ABOUT THIS EXERCISE: Gather all lines in the data that hold the string "bold".

DATA TO PROCESS:
+===+

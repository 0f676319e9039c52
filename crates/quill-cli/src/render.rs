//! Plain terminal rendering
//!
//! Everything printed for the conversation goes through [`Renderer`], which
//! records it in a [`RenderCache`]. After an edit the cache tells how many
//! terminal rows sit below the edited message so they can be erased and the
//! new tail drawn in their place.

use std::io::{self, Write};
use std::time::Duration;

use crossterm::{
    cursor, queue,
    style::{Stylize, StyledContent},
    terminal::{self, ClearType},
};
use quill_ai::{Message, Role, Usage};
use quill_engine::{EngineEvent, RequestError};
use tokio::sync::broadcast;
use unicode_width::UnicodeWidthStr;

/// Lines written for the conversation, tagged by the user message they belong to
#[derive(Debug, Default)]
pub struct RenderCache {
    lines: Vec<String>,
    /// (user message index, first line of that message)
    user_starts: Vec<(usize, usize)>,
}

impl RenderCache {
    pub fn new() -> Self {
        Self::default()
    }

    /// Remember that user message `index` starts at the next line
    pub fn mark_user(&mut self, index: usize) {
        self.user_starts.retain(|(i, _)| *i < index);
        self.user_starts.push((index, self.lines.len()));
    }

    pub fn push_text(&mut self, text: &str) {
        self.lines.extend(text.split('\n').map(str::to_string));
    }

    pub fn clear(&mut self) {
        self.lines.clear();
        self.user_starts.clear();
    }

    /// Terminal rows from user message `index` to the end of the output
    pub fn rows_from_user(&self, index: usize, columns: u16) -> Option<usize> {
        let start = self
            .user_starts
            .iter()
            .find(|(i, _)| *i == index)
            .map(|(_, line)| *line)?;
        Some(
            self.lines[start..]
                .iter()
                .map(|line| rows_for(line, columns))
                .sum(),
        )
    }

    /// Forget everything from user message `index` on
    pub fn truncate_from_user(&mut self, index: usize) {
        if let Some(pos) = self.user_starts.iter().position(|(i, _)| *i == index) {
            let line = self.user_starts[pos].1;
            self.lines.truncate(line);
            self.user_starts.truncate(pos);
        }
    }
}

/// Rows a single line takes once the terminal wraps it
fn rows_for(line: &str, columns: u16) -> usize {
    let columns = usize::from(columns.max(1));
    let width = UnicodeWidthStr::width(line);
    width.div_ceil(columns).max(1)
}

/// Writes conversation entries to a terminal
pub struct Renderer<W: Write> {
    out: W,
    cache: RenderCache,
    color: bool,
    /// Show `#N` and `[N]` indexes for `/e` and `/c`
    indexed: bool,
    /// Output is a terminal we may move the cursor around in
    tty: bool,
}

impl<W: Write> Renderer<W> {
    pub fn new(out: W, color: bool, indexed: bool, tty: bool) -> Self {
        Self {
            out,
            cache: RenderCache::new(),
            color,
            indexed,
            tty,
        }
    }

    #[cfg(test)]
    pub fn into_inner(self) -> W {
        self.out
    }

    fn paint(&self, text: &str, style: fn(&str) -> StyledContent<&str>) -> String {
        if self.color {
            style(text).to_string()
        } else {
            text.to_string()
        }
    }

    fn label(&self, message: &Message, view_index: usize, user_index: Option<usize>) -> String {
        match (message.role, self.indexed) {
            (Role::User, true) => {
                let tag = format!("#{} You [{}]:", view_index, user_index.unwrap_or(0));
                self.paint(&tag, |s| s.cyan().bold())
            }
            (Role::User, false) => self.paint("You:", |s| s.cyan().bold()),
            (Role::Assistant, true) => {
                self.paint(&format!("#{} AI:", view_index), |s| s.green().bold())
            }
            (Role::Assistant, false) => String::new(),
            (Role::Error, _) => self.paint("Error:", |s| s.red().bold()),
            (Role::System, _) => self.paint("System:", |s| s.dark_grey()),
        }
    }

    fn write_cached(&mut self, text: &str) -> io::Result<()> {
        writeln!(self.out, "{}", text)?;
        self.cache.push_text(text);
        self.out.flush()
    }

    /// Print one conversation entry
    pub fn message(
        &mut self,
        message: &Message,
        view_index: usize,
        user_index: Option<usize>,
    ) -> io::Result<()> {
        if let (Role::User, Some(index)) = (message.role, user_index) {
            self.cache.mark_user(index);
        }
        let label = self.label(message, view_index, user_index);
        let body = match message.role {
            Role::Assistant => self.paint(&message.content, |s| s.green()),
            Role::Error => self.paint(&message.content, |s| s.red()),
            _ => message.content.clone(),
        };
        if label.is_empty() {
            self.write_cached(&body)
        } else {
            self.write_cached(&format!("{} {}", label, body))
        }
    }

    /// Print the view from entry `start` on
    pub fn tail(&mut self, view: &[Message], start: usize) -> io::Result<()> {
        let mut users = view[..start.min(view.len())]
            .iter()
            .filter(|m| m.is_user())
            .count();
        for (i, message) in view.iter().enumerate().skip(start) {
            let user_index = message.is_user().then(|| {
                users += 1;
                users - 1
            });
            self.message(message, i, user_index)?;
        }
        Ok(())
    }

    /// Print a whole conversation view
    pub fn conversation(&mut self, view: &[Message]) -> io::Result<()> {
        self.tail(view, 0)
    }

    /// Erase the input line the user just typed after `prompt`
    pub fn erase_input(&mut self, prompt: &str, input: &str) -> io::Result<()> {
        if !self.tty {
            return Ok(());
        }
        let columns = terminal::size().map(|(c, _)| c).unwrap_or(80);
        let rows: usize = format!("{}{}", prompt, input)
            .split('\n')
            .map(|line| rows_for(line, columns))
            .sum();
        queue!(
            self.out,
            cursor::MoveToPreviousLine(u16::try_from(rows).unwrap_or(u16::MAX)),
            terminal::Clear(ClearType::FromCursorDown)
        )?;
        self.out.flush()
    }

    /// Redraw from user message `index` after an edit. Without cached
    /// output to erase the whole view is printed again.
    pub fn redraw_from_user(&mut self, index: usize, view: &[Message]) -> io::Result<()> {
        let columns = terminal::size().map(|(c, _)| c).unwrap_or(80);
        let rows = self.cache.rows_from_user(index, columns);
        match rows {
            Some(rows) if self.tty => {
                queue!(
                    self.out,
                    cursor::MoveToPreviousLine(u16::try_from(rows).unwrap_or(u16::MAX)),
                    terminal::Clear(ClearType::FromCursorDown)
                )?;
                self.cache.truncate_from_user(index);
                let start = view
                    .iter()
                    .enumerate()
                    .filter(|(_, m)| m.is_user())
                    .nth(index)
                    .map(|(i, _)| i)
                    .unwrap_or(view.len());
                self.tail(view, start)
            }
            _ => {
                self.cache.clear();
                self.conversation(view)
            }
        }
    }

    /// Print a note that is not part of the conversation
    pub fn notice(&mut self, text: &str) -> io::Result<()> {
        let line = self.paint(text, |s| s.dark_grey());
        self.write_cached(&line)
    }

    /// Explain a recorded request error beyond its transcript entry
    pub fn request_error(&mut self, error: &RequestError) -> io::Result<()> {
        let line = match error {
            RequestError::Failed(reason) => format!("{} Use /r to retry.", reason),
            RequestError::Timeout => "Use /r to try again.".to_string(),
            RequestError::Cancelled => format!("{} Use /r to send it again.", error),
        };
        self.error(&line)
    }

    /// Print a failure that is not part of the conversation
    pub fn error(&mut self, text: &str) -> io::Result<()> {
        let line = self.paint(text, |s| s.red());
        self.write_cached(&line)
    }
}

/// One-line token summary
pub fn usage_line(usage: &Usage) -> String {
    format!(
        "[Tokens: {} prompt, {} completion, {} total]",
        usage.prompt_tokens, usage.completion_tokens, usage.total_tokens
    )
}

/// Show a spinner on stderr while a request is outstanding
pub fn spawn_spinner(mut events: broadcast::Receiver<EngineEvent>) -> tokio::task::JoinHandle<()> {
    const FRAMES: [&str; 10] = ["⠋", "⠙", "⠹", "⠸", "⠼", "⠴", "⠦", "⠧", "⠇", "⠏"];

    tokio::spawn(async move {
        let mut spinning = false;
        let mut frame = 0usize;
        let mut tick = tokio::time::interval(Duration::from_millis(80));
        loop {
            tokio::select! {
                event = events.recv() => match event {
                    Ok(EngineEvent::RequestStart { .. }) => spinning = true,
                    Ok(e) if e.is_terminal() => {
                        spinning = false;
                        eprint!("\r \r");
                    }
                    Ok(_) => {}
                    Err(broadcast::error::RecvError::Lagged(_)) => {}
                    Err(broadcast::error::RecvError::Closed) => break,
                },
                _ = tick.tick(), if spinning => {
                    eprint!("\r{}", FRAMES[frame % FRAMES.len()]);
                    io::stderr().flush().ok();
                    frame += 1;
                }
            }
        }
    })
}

+===+

THE ANSWER:
                self.paint(&tag, |s| s.cyan().bold())
            (Role::User, false) => self.paint("You:", |s| s.cyan().bold()),
                self.paint(&format!("#{} AI:", view_index), |s| s.green().bold())
            (Role::Error, _) => self.paint("Error:", |s| s.red().bold()),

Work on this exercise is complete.